#### REQUIRED ACTION
For each line below that contains the word "WindowField", make a copy.

Collected data:
- - -

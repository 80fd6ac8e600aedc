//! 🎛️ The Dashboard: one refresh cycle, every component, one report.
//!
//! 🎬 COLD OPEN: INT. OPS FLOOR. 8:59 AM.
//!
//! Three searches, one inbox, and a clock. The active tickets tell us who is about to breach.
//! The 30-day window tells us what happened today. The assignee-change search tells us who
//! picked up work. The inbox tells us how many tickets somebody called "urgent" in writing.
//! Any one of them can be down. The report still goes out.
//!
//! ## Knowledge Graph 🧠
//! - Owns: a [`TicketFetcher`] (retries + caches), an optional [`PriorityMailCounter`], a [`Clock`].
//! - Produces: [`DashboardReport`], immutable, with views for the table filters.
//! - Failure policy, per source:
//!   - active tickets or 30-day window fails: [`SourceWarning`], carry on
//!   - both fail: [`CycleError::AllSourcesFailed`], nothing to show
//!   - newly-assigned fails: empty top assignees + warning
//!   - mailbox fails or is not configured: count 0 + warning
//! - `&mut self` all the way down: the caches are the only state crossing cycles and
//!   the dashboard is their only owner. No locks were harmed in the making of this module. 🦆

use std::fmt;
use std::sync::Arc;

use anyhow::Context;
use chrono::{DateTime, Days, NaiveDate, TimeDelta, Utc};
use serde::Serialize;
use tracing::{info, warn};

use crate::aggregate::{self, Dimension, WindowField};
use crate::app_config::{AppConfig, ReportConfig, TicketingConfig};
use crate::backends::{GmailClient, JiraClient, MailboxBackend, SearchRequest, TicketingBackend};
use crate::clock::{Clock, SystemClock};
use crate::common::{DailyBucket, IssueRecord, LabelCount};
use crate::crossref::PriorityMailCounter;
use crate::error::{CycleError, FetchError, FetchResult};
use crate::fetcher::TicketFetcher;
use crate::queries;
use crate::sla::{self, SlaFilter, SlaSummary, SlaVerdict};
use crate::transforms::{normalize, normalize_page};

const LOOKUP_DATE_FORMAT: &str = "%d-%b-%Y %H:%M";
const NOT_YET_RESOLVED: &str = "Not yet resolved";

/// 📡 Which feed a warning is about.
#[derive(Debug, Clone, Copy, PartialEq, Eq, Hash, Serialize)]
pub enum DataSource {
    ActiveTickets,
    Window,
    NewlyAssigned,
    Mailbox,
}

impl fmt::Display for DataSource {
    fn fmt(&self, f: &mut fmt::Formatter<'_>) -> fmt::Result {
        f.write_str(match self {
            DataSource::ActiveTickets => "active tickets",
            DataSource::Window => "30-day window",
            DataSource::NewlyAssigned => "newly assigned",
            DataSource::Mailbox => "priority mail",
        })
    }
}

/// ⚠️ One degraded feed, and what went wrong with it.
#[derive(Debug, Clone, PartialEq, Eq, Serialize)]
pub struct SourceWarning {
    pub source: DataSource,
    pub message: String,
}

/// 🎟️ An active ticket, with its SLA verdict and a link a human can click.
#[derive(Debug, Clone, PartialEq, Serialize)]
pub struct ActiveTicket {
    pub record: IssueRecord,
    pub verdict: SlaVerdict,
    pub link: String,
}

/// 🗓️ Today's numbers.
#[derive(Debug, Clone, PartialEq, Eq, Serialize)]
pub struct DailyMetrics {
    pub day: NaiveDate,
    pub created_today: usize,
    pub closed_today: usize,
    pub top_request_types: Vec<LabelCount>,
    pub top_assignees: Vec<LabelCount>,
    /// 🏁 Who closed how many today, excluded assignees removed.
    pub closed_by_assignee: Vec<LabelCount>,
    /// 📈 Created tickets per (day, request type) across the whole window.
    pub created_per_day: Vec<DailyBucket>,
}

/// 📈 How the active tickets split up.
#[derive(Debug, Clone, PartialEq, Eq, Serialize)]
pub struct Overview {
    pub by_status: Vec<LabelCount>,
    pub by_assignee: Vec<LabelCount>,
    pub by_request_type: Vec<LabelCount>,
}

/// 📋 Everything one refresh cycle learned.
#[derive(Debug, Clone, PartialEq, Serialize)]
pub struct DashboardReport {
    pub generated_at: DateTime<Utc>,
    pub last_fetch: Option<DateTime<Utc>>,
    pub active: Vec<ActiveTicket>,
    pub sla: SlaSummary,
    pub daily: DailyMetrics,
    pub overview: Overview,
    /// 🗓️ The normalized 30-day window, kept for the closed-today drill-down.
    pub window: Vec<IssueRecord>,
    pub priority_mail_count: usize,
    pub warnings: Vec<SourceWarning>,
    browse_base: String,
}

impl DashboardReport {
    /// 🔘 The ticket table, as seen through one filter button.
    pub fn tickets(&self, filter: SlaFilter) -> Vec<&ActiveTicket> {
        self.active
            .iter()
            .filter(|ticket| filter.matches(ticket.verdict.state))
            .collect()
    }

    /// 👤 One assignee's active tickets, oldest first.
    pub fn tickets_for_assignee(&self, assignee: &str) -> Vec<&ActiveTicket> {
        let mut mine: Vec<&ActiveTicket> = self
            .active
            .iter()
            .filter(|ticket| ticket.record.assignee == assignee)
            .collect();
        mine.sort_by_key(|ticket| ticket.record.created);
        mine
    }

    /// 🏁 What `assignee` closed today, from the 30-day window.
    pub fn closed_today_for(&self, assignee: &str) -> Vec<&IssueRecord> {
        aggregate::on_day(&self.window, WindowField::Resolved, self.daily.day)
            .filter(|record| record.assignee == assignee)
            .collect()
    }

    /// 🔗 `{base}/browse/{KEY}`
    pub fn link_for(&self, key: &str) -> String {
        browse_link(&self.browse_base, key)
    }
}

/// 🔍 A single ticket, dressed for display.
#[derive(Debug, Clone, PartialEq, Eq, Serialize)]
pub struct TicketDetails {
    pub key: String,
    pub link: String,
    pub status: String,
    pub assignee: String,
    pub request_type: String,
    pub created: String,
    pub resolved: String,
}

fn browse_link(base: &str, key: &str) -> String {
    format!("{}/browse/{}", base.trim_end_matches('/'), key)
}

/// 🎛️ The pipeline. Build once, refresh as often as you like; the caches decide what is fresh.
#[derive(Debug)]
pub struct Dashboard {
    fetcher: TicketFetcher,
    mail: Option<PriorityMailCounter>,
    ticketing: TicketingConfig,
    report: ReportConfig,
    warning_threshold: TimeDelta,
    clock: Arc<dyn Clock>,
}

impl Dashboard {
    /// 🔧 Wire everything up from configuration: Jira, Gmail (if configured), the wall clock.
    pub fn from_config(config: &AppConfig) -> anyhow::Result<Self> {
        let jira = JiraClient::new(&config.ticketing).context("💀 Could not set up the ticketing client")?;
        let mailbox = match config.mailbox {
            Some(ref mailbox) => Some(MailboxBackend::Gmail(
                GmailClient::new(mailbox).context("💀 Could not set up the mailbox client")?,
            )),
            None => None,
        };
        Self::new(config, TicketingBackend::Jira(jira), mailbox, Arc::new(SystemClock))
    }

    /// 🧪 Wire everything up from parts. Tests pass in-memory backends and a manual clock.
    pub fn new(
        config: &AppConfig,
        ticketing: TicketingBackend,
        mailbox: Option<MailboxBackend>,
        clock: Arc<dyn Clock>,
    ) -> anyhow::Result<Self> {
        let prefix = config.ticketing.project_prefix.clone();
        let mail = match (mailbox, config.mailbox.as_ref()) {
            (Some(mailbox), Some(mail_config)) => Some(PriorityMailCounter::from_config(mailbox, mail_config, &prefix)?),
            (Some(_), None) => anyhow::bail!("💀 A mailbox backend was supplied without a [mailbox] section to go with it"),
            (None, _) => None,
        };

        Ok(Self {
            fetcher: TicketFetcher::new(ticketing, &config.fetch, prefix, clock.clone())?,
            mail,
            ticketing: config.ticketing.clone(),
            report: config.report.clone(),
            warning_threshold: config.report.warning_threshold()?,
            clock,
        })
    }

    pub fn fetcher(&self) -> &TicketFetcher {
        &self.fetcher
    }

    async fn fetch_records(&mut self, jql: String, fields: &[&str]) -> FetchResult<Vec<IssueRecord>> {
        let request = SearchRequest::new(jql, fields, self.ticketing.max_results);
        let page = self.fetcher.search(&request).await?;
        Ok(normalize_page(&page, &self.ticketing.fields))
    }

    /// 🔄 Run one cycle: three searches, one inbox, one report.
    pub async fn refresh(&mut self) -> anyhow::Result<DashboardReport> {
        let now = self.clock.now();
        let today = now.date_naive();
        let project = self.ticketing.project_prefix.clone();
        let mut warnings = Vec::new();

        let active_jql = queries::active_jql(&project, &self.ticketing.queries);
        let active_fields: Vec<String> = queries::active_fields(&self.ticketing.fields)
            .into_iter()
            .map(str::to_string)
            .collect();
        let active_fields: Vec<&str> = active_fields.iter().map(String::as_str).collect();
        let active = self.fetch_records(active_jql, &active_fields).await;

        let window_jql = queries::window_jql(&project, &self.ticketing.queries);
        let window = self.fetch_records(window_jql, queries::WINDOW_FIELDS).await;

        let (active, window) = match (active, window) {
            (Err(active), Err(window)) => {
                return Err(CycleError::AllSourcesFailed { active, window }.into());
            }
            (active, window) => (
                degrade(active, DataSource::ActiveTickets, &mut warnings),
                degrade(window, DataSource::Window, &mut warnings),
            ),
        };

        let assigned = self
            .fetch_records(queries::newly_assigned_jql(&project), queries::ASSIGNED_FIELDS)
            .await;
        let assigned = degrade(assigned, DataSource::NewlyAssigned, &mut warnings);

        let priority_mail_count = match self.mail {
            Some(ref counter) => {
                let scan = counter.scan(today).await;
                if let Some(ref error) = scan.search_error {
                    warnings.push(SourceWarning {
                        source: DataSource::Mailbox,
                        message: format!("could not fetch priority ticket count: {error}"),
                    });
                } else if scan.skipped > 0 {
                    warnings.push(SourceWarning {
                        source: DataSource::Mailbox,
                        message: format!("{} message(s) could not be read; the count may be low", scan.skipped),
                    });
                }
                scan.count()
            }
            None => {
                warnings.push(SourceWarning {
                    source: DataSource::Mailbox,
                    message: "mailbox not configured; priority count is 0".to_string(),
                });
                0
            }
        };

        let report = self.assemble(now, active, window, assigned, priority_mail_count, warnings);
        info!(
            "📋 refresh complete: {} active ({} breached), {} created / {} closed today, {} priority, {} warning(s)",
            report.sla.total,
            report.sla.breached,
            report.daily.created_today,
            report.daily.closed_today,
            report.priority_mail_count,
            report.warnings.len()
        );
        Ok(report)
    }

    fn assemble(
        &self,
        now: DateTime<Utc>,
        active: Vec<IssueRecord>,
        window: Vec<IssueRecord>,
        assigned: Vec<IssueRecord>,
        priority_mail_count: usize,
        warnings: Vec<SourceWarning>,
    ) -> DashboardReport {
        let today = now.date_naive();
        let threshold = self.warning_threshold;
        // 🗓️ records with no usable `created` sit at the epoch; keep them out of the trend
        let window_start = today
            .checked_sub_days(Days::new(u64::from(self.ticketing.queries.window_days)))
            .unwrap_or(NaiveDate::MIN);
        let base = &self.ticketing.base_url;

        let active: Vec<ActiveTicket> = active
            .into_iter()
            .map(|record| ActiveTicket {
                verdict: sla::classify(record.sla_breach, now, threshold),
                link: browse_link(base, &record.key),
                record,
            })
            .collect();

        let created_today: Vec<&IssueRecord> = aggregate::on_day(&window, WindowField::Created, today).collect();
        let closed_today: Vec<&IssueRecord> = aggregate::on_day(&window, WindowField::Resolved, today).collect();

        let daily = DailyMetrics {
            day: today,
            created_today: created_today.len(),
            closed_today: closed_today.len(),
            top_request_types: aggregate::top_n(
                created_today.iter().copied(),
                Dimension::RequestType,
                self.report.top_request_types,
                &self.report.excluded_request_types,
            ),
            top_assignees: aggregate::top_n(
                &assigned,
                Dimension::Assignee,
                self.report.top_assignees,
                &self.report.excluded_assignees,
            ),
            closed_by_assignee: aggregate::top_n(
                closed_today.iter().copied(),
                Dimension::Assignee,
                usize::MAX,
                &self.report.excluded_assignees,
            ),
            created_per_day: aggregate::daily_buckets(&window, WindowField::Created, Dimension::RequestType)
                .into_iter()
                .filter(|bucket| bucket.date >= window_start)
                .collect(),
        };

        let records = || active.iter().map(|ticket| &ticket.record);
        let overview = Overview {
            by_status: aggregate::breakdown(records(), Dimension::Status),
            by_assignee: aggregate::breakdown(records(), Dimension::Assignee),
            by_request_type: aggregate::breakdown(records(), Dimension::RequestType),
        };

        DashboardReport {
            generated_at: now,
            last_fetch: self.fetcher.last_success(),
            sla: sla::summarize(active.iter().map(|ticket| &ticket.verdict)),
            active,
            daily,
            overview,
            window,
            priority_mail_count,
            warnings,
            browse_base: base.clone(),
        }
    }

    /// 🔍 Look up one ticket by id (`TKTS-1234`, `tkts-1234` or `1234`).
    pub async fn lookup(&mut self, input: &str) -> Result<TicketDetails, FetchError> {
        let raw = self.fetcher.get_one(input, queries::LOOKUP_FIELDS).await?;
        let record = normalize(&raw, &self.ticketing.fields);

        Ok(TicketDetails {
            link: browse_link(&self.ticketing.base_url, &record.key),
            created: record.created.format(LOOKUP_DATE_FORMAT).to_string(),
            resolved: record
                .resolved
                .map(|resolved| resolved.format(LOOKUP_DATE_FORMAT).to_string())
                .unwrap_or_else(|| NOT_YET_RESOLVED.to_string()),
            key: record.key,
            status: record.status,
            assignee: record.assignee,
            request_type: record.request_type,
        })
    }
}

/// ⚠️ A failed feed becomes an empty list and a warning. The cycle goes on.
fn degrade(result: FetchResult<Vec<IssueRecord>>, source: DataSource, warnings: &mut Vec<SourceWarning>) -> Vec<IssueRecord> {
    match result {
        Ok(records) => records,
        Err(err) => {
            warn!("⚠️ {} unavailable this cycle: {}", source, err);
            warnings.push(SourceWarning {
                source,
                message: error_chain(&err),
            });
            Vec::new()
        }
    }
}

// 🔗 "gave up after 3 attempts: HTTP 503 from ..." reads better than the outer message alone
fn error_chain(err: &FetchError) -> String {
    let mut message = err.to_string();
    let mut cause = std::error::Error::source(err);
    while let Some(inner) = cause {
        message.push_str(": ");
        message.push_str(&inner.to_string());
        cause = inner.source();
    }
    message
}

- - -

#### EXERCISE RESPONSE
use crate::aggregate::{self, Dimension, WindowField};
        aggregate::on_day(&self.window, WindowField::Resolved, self.daily.day)
        let created_today: Vec<&IssueRecord> = aggregate::on_day(&window, WindowField::Created, today).collect();
        let closed_today: Vec<&IssueRecord> = aggregate::on_day(&window, WindowField::Resolved, today).collect();
            created_per_day: aggregate::daily_buckets(&window, WindowField::Created, Dimension::RequestType)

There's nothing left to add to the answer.